Measurable progress is what I need now. There is something liberating about such a prodigious leap in the number of repetitions, and the relative ease with which I completed all of the exercises makes me wonder if I have been pushing myself quite hard enough. Perhaps this lack of a deadline, lack of a "drop dead" date by which I will need to dunk (mentioned in yesterday's post) has brought on a sense of malaise.
I've had friends recommend measurable goals and ways to stick to them. Perhaps, said one friend, you have people donate a dollar to cancer research for every inch gained, or every quarter-inch. Or, said another friend, you have to have people bet on the date on which you will first dunk.
I gotta say, I love the wording of the second friend. Many teachers, myself included, speak about college and say, "When," not "If you go to college..." when disussing university in the classroom. In the same way, I will from now on use the certainty of the term "when" in looking forward to the day when that skinny wrist, bright orange ball in hand, climbs enough above Everest to place the ball in a downward motion into a net.
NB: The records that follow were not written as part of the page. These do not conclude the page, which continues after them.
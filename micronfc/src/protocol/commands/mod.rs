// micronfc/src/protocol/commands/mod.rs

pub mod ndef;
pub mod nfc;
pub mod system;

pub use ndef::{encode_message_info, encode_record_data, encode_record_info};
pub use nfc::{encode_nfc_get_info, encode_nfc_poll};
pub use system::{encode_get_status, encode_info, encode_leds, encode_reset};

use crate::types::Opcode;

/// High-level Command enum. New commands should be added here and
/// their per-command encoder placed in `protocol::commands::<group>.rs`.
#[derive(Debug, Clone, Copy, PartialEq, Eq)]
pub enum Command {
    GetStatus,
    Info,
    Reset {
        isp: bool,
    },
    Leds {
        led1: bool,
        led2: bool,
    },
    NfcPoll {
        enable: bool,
    },
    NfcGetInfo,
    NfcGetMessageInfo,
    NfcGetRecordInfo {
        record: u16,
    },
    NfcGetRecordData {
        record: u16,
        item: u8,
        offset: u16,
        length: u16,
    },
}

impl Command {
    /// Wire opcode the response must echo.
    pub fn opcode(&self) -> Opcode {
        match self {
            Self::GetStatus => Opcode::GetStatus,
            Self::Info => Opcode::Info,
            Self::Reset { .. } => Opcode::Reset,
            Self::Leds { .. } => Opcode::Leds,
            Self::NfcPoll { .. } => Opcode::NfcPoll,
            Self::NfcGetInfo => Opcode::NfcGetInfo,
            Self::NfcGetMessageInfo => Opcode::NfcGetMessageInfo,
            Self::NfcGetRecordInfo { .. } => Opcode::NfcGetRecordInfo,
            Self::NfcGetRecordData { .. } => Opcode::NfcGetRecordData,
        }
    }

    /// Encode the command into the request frame (opcode + args).
    pub fn encode(&self) -> Vec<u8> {
        match *self {
            Self::GetStatus => encode_get_status(),
            Self::Info => encode_info(),
            Self::Reset { isp } => encode_reset(isp),
            Self::Leds { led1, led2 } => encode_leds(led1, led2),
            Self::NfcPoll { enable } => encode_nfc_poll(enable),
            Self::NfcGetInfo => encode_nfc_get_info(),
            Self::NfcGetMessageInfo => encode_message_info(),
            Self::NfcGetRecordInfo { record } => encode_record_info(record),
            Self::NfcGetRecordData {
                record,
                item,
                offset,
                length,
            } => encode_record_data(record, item, offset, length),
        }
    }

    /// Whether the board answers this command. RESET reboots the board
    /// before it can reply.
    pub fn expects_response(&self) -> bool {
        !matches!(self, Self::Reset { .. })
    }
}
That's a dunk for all you literal people out there. A slam dunk. Word.

Tuesday, March 30, 2010

Strength Shoes, Day One

I finally put the hibernating Strength Shoes into action today, some two months after they arrived in an awkward-sized package. With a week off from teaching (Spring Break 2010, woo!), but not a week off from grading history projects on World War II and Japanese-American internment camps, the perfect time has arrived for the beginning of the Strength Shoes Era. The need to take some time off from the monotony of grading cookie-cutter teenage projects, coupled with five days off, has given me the perfect time to start a Phase II in my quest to dunk.
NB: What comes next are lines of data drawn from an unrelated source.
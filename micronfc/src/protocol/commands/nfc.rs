// micronfc/src/protocol/commands/nfc.rs

use crate::protocol::Frame;
use crate::types::Opcode;

/// Encode NFC_POLL with the enable flag
pub fn encode_nfc_poll(enable: bool) -> Vec<u8> {
    Frame::encode(Opcode::NfcPoll, &[enable as u8])
}

/// Encode NFC_GET_INFO (no arguments)
pub fn encode_nfc_get_info() -> Vec<u8> {
    Frame::encode(Opcode::NfcGetInfo, &[])
}
#[path = "../common/mod.rs"]
mod common;

use micronfc::Error;
use micronfc::protocol::Frame;
use micronfc::types::Opcode;

#[test]
fn info_frame_payload_follows_header() {
    let frame = common::fixtures::info_frame_v2();
    let payload = Frame::decode(Opcode::Info, &frame).expect("frame decode");
    assert_eq!(payload, &frame[2..]);
}

#[test]
fn opcode_is_checked_before_status() {
    // Wrong opcode and a failing status: the mismatch wins
    match Frame::decode(Opcode::NfcGetRecordInfo, &[0x08, 0x05]) {
        Err(Error::OpcodeMismatch {
            expected: 0x07,
            actual: 0x08,
        }) => {}
        other => panic!("expected OpcodeMismatch, got {:?}", other),
    }
}

#[test]
fn truncated_headers_are_short_reads() {
    assert!(matches!(
        Frame::decode(Opcode::GetStatus, &[]),
        Err(Error::ShortRead { .. })
    ));
    assert!(matches!(
        Frame::decode(Opcode::GetStatus, &[0x00]),
        Err(Error::ShortRead { .. })
    ));
}
// micronfc/src/prelude.rs

pub use crate::device::{Board, BoardBuilder, BoardConfig, Closed, Opened};
pub use crate::ndef::NdefRecord;
pub use crate::protocol::{Command, Response};
pub use crate::transport::Transport;
pub use crate::{
    BoardId, BoardInfo, Error, Opcode, ProtocolVersion, RecordDescriptor, RecordType, Result,
    Role, StatusFlags, TagType, TextEncoding, Uid,
};

// Re-export small utilities for convenience
pub use crate::utils::{bytes_to_hex, bytes_to_hex_spaced, default_read_timeout, ms, parse_hex};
The workout was a very good one, tantalized to its peak by this new object in the mix. With the strapping on of the suprisingly un-unwieldy shoes, I felt heartened, as if this new pill would help me get well. In addition to my usual dunk workout of 30 calf raises, 25 squats with a 10lb. medicine ball, 20 rim/ceiling touches and five knee-to-chest jumps in place, I did 300 plyometric jumps with the Shoes on--100 with both legs at the same time, and 100 with each leg separately. I also hopped through 75 jump rope repetitions with the Shoes on, pleased that I didn't fall on formerly wobbly legs adjusting to having my calves so prominently platformed.
So, what's ahead? Is this dunk imminent? I wonder now if I have to set myself a deadline an arbitrary or not-so-arbitrary date by which I will dunk. My next birthday, a holiday, New Year's?
Last week, a student of mine turned in a twoweeksearly essay, written with great passion about a subject close to her heart. As the granddaughter of Holocaust survivors, she wrote a hasty but passionate summary of the Nazi camps, her loving paean to her grandparents and her idealistic attempt to use her pen to say "Never Again."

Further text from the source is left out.